Manage and reduce lower back pain with exercise

Physical and physiotherapy can be instrumental in managing and gradually rehabilitate the lower back. There are an array of exercises for lower back pain that can help restore the spine, that includes:

Stretching – Since the muscles in your lower back, hips, buttocks and legs support the weight of the upper body, they need looking after. Generally, the more mobile you can be in these areas, the more you’ll be able to move freely and without injury. That being said, it’s important to strike a balance as overstretching can create more issues, as one of our readers Sally found out when she was experiencing back pain while continuing to practice yoga. Our guru advised that she stop any excessive yoga, emphasising ‘moving better’ over moving more while she healed.

With exercises for lower back pain, start slowly and gradually, using a specific muscle for only 20 to 30 seconds at a time. Never stretch beyond your natural limits and if the stretching is causing or worsening pain, stop immediately. 

Strengthening – While stretching is important, strengthening the muscles around the lower back area is also a vital part of the rehabilitation process. Popular programmes include the McKenzie method which works on extending the spine and Dynamic Lumbar Stabilization which works on strengthening the back muscles for neutral spine alignment. When one of our readers, Martin, got in touch with a question around severe back pain, our Guru was able to recommend a few exercises to get his back moving again.

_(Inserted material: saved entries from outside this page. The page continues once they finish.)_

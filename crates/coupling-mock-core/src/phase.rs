//! Lifecycle phase of a mock adapter.
//!
//! The phase is recorded for inspection by tests; no operation is refused
//! because of it.

/// Where an adapter is in the create → initialize → advance → finalize cycle.
#[derive(Debug, Clone, Copy, PartialEq, Eq, Hash, Default)]
pub enum Phase {
    /// Constructed, not yet initialized.
    #[default]
    Created,
    /// `initialize` has been called.
    Initialized,
    /// `advance` has been called at least once since initialization.
    Advancing,
    /// `finalize` has been called.
    Finalized,
}

impl Phase {
    /// Phase after `initialize`.
    #[must_use]
    pub fn on_initialize(self) -> Self {
        match self {
            Self::Finalized => Self::Finalized,
            _ => Self::Initialized,
        }
    }

    /// Phase after `advance`.
    #[must_use]
    pub fn on_advance(self) -> Self {
        match self {
            Self::Initialized | Self::Advancing => Self::Advancing,
            other => other,
        }
    }

    /// Phase after `finalize`.
    #[must_use]
    pub fn on_finalize(self) -> Self {
        Self::Finalized
    }

    /// Returns true once `finalize` has been called.
    pub fn is_finalized(self) -> bool {
        self == Self::Finalized
    }
}

#[cfg(test)]
mod tests {
    use super::*;

    #[test]
    fn test_regular_cycle() {
        let phase = Phase::default();
        assert_eq!(phase, Phase::Created);
        let phase = phase.on_initialize();
        assert_eq!(phase, Phase::Initialized);
        let phase = phase.on_advance().on_advance();
        assert_eq!(phase, Phase::Advancing);
        assert!(phase.on_finalize().is_finalized());
    }

    #[test]
    fn test_out_of_order_calls_are_tolerated() {
        assert_eq!(Phase::Created.on_advance(), Phase::Created);
        assert_eq!(Phase::Finalized.on_advance(), Phase::Finalized);
        assert_eq!(Phase::Finalized.on_initialize(), Phase::Finalized);
        assert_eq!(Phase::Advancing.on_initialize(), Phase::Initialized);
    }
}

Sports – While there are some sports you should do less off when afflicted with lower back pain, some sports and activities can do wonders for the recovery process. Walking is a great low impact activity that can keep you active during the recovery process. Swimming is even better, as water provides some of the best support and resistance out there. It’s also incredibly safe for the back. In general, the higher the impact, the more likely your back pain is to worsen, so it’s worth limiting or avoiding altogether running, jogging, dancing and contact sports while you heal. While yoga can be a good mode for stretching out your back, it’s important to do it in moderation.

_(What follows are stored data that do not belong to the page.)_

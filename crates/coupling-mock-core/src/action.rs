//! Action tokens of the ID-addressed API.
//!
//! The real library hands out opaque strings that callers pass back to
//! `is_action_required` / `mark_action_fulfilled`. Here they are a closed
//! enumeration; the strings only appear at the boundary.

use std::fmt;
use std::str::FromStr;

use serde::{Deserialize, Serialize};

use crate::error::MockError;

/// A checkpointing step the coupling library may request.
#[derive(Debug, Clone, Copy, PartialEq, Eq, Hash, Serialize, Deserialize)]
pub enum Action {
    /// Write initial data before the first exchange.
    #[serde(rename = "dummyWriteInitialData")]
    WriteInitialData,
    /// Save solver state at the start of an implicit iteration.
    #[serde(rename = "dummyWriteIteration")]
    WriteIterationCheckpoint,
    /// Restore the saved solver state.
    #[serde(rename = "dummyReadIteration")]
    ReadIterationCheckpoint,
}

impl Action {
    /// All actions, in declaration order.
    pub const ALL: [Action; 3] = [
        Action::WriteInitialData,
        Action::WriteIterationCheckpoint,
        Action::ReadIterationCheckpoint,
    ];

    /// Returns the token string callers compare against.
    pub fn token(self) -> &'static str {
        match self {
            Self::WriteInitialData => "dummyWriteInitialData",
            Self::WriteIterationCheckpoint => "dummyWriteIteration",
            Self::ReadIterationCheckpoint => "dummyReadIteration",
        }
    }
}

impl fmt::Display for Action {
    fn fmt(&self, f: &mut fmt::Formatter<'_>) -> fmt::Result {
        f.write_str(self.token())
    }
}

impl FromStr for Action {
    type Err = MockError;

    fn from_str(s: &str) -> Result<Self, Self::Err> {
        Self::ALL
            .into_iter()
            .find(|action| action.token() == s)
            .ok_or_else(|| MockError::UnknownAction(s.to_string()))
    }
}

#[cfg(test)]
mod tests {
    use super::*;

    #[test]
    fn test_tokens() {
        assert_eq!(Action::WriteInitialData.token(), "dummyWriteInitialData");
        assert_eq!(
            Action::WriteIterationCheckpoint.to_string(),
            "dummyWriteIteration"
        );
        assert_eq!(
            "dummyReadIteration".parse::<Action>().unwrap(),
            Action::ReadIterationCheckpoint
        );
    }

    #[test]
    fn test_unknown_token() {
        let err = "writeInitialData".parse::<Action>().unwrap_err();
        assert!(matches!(err, MockError::UnknownAction(token) if token == "writeInitialData"));
    }

    #[test]
    fn test_serde_uses_tokens() {
        let json = serde_json::to_string(&Action::WriteIterationCheckpoint).unwrap();
        assert_eq!(json, "\"dummyWriteIteration\"");
        let action: Action = serde_json::from_str("\"dummyWriteInitialData\"").unwrap();
        assert_eq!(action, Action::WriteInitialData);
    }
}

While never pleasant, lower back pain is something we’re all likely to run into at some point during lives. In a way, it’s part and parcel of living a normal life that requires us to move constantly. When your back is one of the main components of your body supporting that movement, it’s going to experience a bit of wear and tear.

That’s why it’s so important to take care of the health of our lower back, from stretching and strengthening the muscles that support it to practising proper posture and spinal alignment. At the end of the day, prevention is the best treatment. If you’re able to maintain a lifestyle when you can take care of your back, then it will take care of you.